Fwd: Format Requirements for Text Audio Descriptions (was Re: HTML5 TF from my team)

Not sure if this came through to the list, but here is a copy.
Silvia.


---------- Forwarded message ----------
From: Masatomo Kobayashi <MSTM@jp.ibm.com>
Date: 2010/5/5
Subject: Re: Format Requirements for Text Audio Descriptions (was Re:
HTML5 TF 	from my team)
To: Silvia Pfeiffer <silviapfeiffer1@gmail.com>
Cc: Hironobu Takagi <TAKAGIH@jp.ibm.com>, John Foliot
<jfoliot@stanford.edu>, public-html-a11y@w3.org


Hi Silvia and John,

I am happy to join this discussion and sorry for the late response.
I have just read wikis you mentioned and recent discussions in the a11y TF ML.

I emailed Mike but I think I am not in the TF members list yet.
So please forward this reply to the ML, if necessary.



At this time, the additional requirements based on our research will include:
  a) behavior when overflowing
  b) extended audio descriptions
  c) support of SSML
If you have already discussed these topics, I would appreciate if you
could send me any related links.



a) Behavior when overflowing

The current proposals seem not to explicitly mention the case in which
the screen reader does not finish reading out a description sentence
by the 'end time'. This is likely to be caused by at least three
reasons:
- A typical author of textual audio descriptions does not have a
screen reader. This means s/he cannot check if the sentence is fit
within the time frame. Even if s/he has a screen reader, a different
screen reader may take longer to read out the same sentence;
- Some screen reader users (e.g., elderly and people with learning
disabilities) may slow down the speech rate; or
- A visually-complicated scene (e.g., figures on a blackboard in an
online physics class) may not be sufficiently described within any
time interval in the original audio track.
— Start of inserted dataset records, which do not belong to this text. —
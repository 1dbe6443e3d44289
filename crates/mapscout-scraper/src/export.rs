//! Tabular export of a finished run.
//!
//! Two CSV sheets are written side by side:
//!
//! - `{slug}_{timestamp}.csv`: one row per business.
//! - `{slug}_{timestamp}_reviews.csv`: one row per review, written only
//!   when at least one review was collected.

use std::path::{Path, PathBuf};

use mapscout_core::ReviewRecord;
use serde::Serialize;

use crate::error::ExportError;
use crate::session::store::{ColumnStore, REVIEWS_COLUMN};

/// Timestamp format used in export file names.
pub const TIMESTAMP_FORMAT: &str = "%Y%m%d_%H%M%S";

#[derive(Debug, Serialize)]
struct ReviewRow<'a> {
    business_name: &'a str,
    reviewer_name: &'a str,
    rating: String,
    text: &'a str,
    likes: &'a str,
    overall_rating: &'a str,
    total_ratings: &'a str,
}

/// Current local time formatted for export file names.
#[must_use]
pub fn timestamp_now() -> String {
    chrono::Local::now().format(TIMESTAMP_FORMAT).to_string()
}

/// Write the collected store to `dir`.
///
/// The store is padded first so every business row has the same width.
/// Returns the business sheet's path, or `None` when nothing was collected.
///
/// # Errors
///
/// Returns `ExportError` if the directory or either file cannot be written.
pub fn export_sheets(
    store: &mut ColumnStore,
    dir: &Path,
    slug: &str,
    timestamp: &str,
) -> Result<Option<PathBuf>, ExportError> {
    if store.is_empty() {
        tracing::info!("nothing collected, skipping export");
        return Ok(None);
    }
    store.pad();

    std::fs::create_dir_all(dir).map_err(|e| ExportError::Io {
        path: dir.display().to_string(),
        source: e,
    })?;

    let businesses = dir.join(format!("{slug}_{timestamp}.csv"));
    write_businesses(store, &businesses)?;
    tracing::info!(path = %businesses.display(), rows = store.len(), "wrote business sheet");

    let reviews = dir.join(format!("{slug}_{timestamp}_reviews.csv"));
    let review_rows = write_reviews(store, &reviews)?;
    if review_rows > 0 {
        tracing::info!(path = %reviews.display(), rows = review_rows, "wrote review sheet");
    }

    Ok(Some(businesses))
}

fn csv_error(path: &Path) -> impl Fn(csv::Error) -> ExportError + '_ {
    move |source| ExportError::Csv {
        path: path.display().to_string(),
        source,
    }
}

fn write_businesses(store: &ColumnStore, path: &Path) -> Result<(), ExportError> {
    let mut writer = csv::Writer::from_path(path).map_err(csv_error(path))?;
    writer
        .write_record(store.headers())
        .map_err(csv_error(path))?;
    for index in 0..store.len() {
        writer
            .write_record(store.row(index))
            .map_err(csv_error(path))?;
    }
    writer.flush().map_err(|e| ExportError::Io {
        path: path.display().to_string(),
        source: e,
    })
}

/// Returns the number of review rows written; the file is only created when
/// there is at least one.
fn write_reviews(store: &ColumnStore, path: &Path) -> Result<usize, ExportError> {
    let (Some(names), Some(blobs)) = (store.column("Name"), store.column(REVIEWS_COLUMN)) else {
        return Ok(0);
    };

    let mut parsed: Vec<(&str, Vec<ReviewRecord>)> = Vec::new();
    for (name, blob) in names.iter().zip(blobs) {
        if blob.trim().is_empty() {
            continue;
        }
        match serde_json::from_str::<Vec<ReviewRecord>>(blob) {
            Ok(reviews) if !reviews.is_empty() => parsed.push((name.as_str(), reviews)),
            Ok(_) => {}
            Err(e) => {
                tracing::warn!(business = %name, error = %e, "skipping unreadable review data");
            }
        }
    }

    if parsed.is_empty() {
        return Ok(0);
    }

    let mut writer = csv::Writer::from_path(path).map_err(csv_error(path))?;
    let mut rows = 0usize;
    for (business_name, reviews) in &parsed {
        for review in reviews {
            let (overall_rating, total_ratings) = review
                .summary
                .as_ref()
                .map_or(("", ""), |s| (s.overall_rating.as_str(), s.total_ratings.as_str()));
            writer
                .serialize(ReviewRow {
                    business_name,
                    reviewer_name: &review.reviewer_name,
                    rating: review.rating.to_string(),
                    text: &review.text,
                    likes: &review.likes,
                    overall_rating,
                    total_ratings,
                })
                .map_err(csv_error(path))?;
            rows += 1;
        }
    }
    writer.flush().map_err(|e| ExportError::Io {
        path: path.display().to_string(),
        source: e,
    })?;

    Ok(rows)
}
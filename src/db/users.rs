//! Database operations for users and their claims.

use chrono::Utc;
use sea_orm::*;
use uuid::Uuid;

use crate::error::AppResult;
use crate::models::user::{User, UserClaim};

/// Find a user by username.
pub async fn find_by_username(db: &DatabaseConnection, username: &str) -> AppResult<Option<User>> {
    let result = crate::entity::user::Entity::find()
        .filter(crate::entity::user::Column::Username.eq(username))
        .one(db)
        .await?;

    Ok(result.map(model_to_user))
}

/// Find a user by id.
pub async fn find_by_id(db: &DatabaseConnection, id: &str) -> AppResult<Option<User>> {
    let uuid = match Uuid::parse_str(id).ok() {
        Some(u) => u,
        None => return Ok(None),
    };

    let result = crate::entity::user::Entity::find_by_id(uuid).one(db).await?;

    Ok(result.map(model_to_user))
}

/// Insert a new user with a pre-hashed password credential.
pub async fn insert(
    db: &DatabaseConnection,
    username: &str,
    email: &str,
    email_confirmed: bool,
    password_hash: &str,
) -> AppResult<User> {
    let id = Uuid::new_v4();
    let now = Utc::now();

    let model = crate::entity::user::ActiveModel {
        id: Set(id),
        username: Set(username.to_string()),
        email: Set(email.to_string()),
        email_confirmed: Set(email_confirmed),
        password_hash: Set(password_hash.to_string()),
        created_at: Set(now),
        updated_at: Set(now),
    };

    crate::entity::user::Entity::insert(model)
        .exec_without_returning(db)
        .await?;

    Ok(User {
        id: id.to_string(),
        username: username.to_string(),
        email: email.to_string(),
        email_confirmed,
        created_at: now,
    })
}

/// Attach a batch of claims to a user as a single statement.
pub async fn attach_claims(
    db: &DatabaseConnection,
    user_id: &str,
    claims: &[UserClaim],
) -> AppResult<u64> {
    if claims.is_empty() {
        return Ok(0);
    }

    let user_uuid = Uuid::parse_str(user_id)?;

    let models: Vec<crate::entity::user_claim::ActiveModel> = claims
        .iter()
        .map(|c| crate::entity::user_claim::ActiveModel {
            id: Set(Uuid::new_v4()),
            user_id: Set(user_uuid),
            claim_type: Set(c.claim_type.clone()),
            claim_value: Set(c.claim_value.clone()),
        })
        .collect();

    let inserted = crate::entity::user_claim::Entity::insert_many(models)
        .exec_without_returning(db)
        .await?;

    Ok(inserted)
}

/// Load the claims attached to a user.
pub async fn claims_for(db: &DatabaseConnection, user_id: &str) -> AppResult<Vec<UserClaim>> {
    let user_uuid = Uuid::parse_str(user_id)?;

    let results = crate::entity::user_claim::Entity::find()
        .filter(crate::entity::user_claim::Column::UserId.eq(user_uuid))
        .all(db)
        .await?;

    Ok(results
        .into_iter()
        .map(|m| UserClaim {
            claim_type: m.claim_type,
            claim_value: m.claim_value,
        })
        .collect())
}

/// Load the stored password hash for a username, for credential checks.
pub async fn password_hash_for(
    db: &DatabaseConnection,
    username: &str,
) -> AppResult<Option<(User, String)>> {
    let result = crate::entity::user::Entity::find()
        .filter(crate::entity::user::Column::Username.eq(username))
        .one(db)
        .await?;

    Ok(result.map(|m| {
        let hash = m.password_hash.clone();
        (model_to_user(m), hash)
    }))
}

fn model_to_user(m: crate::entity::user::Model) -> User {
    User {
        id: m.id.to_string(),
        username: m.username,
        email: m.email,
        email_confirmed: m.email_confirmed,
        created_at: m.created_at,
    }
}
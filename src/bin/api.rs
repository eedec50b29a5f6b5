//! Resource API host - Main entry point.
//!
//! Serves the coffee catalog CRUD endpoints. Applies its own catalog
//! migrations at startup; the identity provider's stores are never
//! touched from here.

use actix_cors::Cors;
use actix_web::{http::header, web, App, HttpServer};
use sea_orm_migration::MigratorTrait;
use tracing::{error, info, warn, Level};
use tracing_subscriber::FmtSubscriber;
use utoipa::OpenApi;
use utoipa_swagger_ui::SwaggerUi;

use coffeeshop_lib::api;
use coffeeshop_lib::config::Config;
use coffeeshop_lib::db;
use coffeeshop_lib::middleware::RequestLogger;
use coffeeshop_lib::migration::CatalogMigrator;

#[actix_web::main]
async fn main() -> std::io::Result<()> {
    // Load environment variables from .env file
    dotenvy::dotenv().ok();

    // Initialize logging
    let subscriber = FmtSubscriber::builder()
        .with_max_level(Level::INFO)
        .with_env_filter(tracing_subscriber::EnvFilter::from_default_env())
        .finish();
    tracing::subscriber::set_global_default(subscriber).expect("Failed to set tracing subscriber");

    // Load configuration
    let config = match Config::from_env() {
        Ok(cfg) => cfg,
        Err(e) => {
            error!("Failed to load configuration: {}", e);
            error!("");
            error!("Please check your environment variables:");
            error!("  - RUST_ENV must be set to 'development' or 'production'");
            error!("  - In production, DATABASE_URL must be set");
            std::process::exit(1);
        }
    };

    info!("========================================");
    info!("  Coffee Shop API");
    info!("  Environment: {}", config.environment);
    info!("========================================");

    if config.is_development() {
        warn!("Running in DEVELOPMENT mode - do not use in production!");
    }

    // Initialize database connection
    let pool = match db::connect(&config.database_url).await {
        Ok(p) => p,
        Err(e) => {
            error!("Failed to connect to database: {}", e);
            std::process::exit(1);
        }
    };
    info!("Database connection established");

    // Apply catalog migrations
    if let Err(e) = CatalogMigrator::up(&pool, None).await {
        error!("Failed to run catalog migrations: {}", e);
        std::process::exit(1);
    }
    info!("Catalog migrations complete");

    let bind_address = config.api_bind_address();
    let is_development = config.is_development();

    let worker_count = if is_development {
        info!(
            "Starting API at http://{} (4 workers - development mode)",
            bind_address
        );
        4
    } else {
        let cpus = num_cpus::get();
        info!("Starting API at http://{} ({} workers)", bind_address, cpus);
        cpus
    };

    if is_development {
        info!("Swagger UI enabled at /swagger-ui/");
    }

    let server = HttpServer::new(move || {
        // Permissive CORS for development, same-origin in production
        let cors = if is_development {
            Cors::default()
                .allowed_origin("http://localhost:3000")
                .allowed_origin("http://127.0.0.1:3000")
                .allowed_methods(vec!["GET", "POST", "PUT", "DELETE", "OPTIONS"])
                .allowed_headers(vec![
                    header::AUTHORIZATION,
                    header::ACCEPT,
                    header::CONTENT_TYPE,
                ])
                .max_age(3600)
        } else {
            Cors::default()
                .allowed_methods(vec!["GET", "POST", "PUT", "DELETE", "OPTIONS"])
                .allowed_headers(vec![
                    header::AUTHORIZATION,
                    header::ACCEPT,
                    header::CONTENT_TYPE,
                ])
                .max_age(3600)
        };

        let mut app = App::new()
            .wrap(cors)
            .wrap(RequestLogger)
            .app_data(web::Data::new(pool.clone()))
            .service(
                web::scope("/api/v1")
                    .configure(api::configure_health_routes)
                    .configure(api::configure_coffee_routes),
            );

        // Serve OpenAPI docs in development
        if is_development {
            app = app.service(
                SwaggerUi::new("/swagger-ui/{_:.*}")
                    .url("/api-docs/openapi.json", api::ApiDoc::openapi()),
            );
        }

        app
    });

    server.workers(worker_count).bind(&bind_address)?.run().await
}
So, the specification should support to specify the behavior for this
case. The options will include:
- none -- continue to read out the sentence even after the end time.
This may overlap important information in the video.
- clip -- force to stop reading out the sentence at the end time. This
may cause the user to miss important information in the sentence.
- extend -- pause the video at the end time until the screen reader
finishes reading out the sentence. This may require an additional
mechanism beyond "aria-live: assertive", but at least our prototype
aiBrowser can do it.

This option might be able to be specified as an attribute:
  <track src="..." type="text/srt" role="textaudesc" overflow="extend"></track>
Or using CSS like the 'overflow' property for a visual element:
  track[role= textaudesc] {audio-overflow: extend}

For now only 'textaudesc' tracks need this mechanism, but in the
future other types of tracks, such as synthesized sign language, would
need to be covered.



b) Extended audio descriptions

As mentioned above, a visually-complicated scene may not be fully
described within a silent space in the original audio track. For that
case, guidelines for audio descriptions recommend using extended
descriptions. WCAG 2.0 (level AAA) also include it.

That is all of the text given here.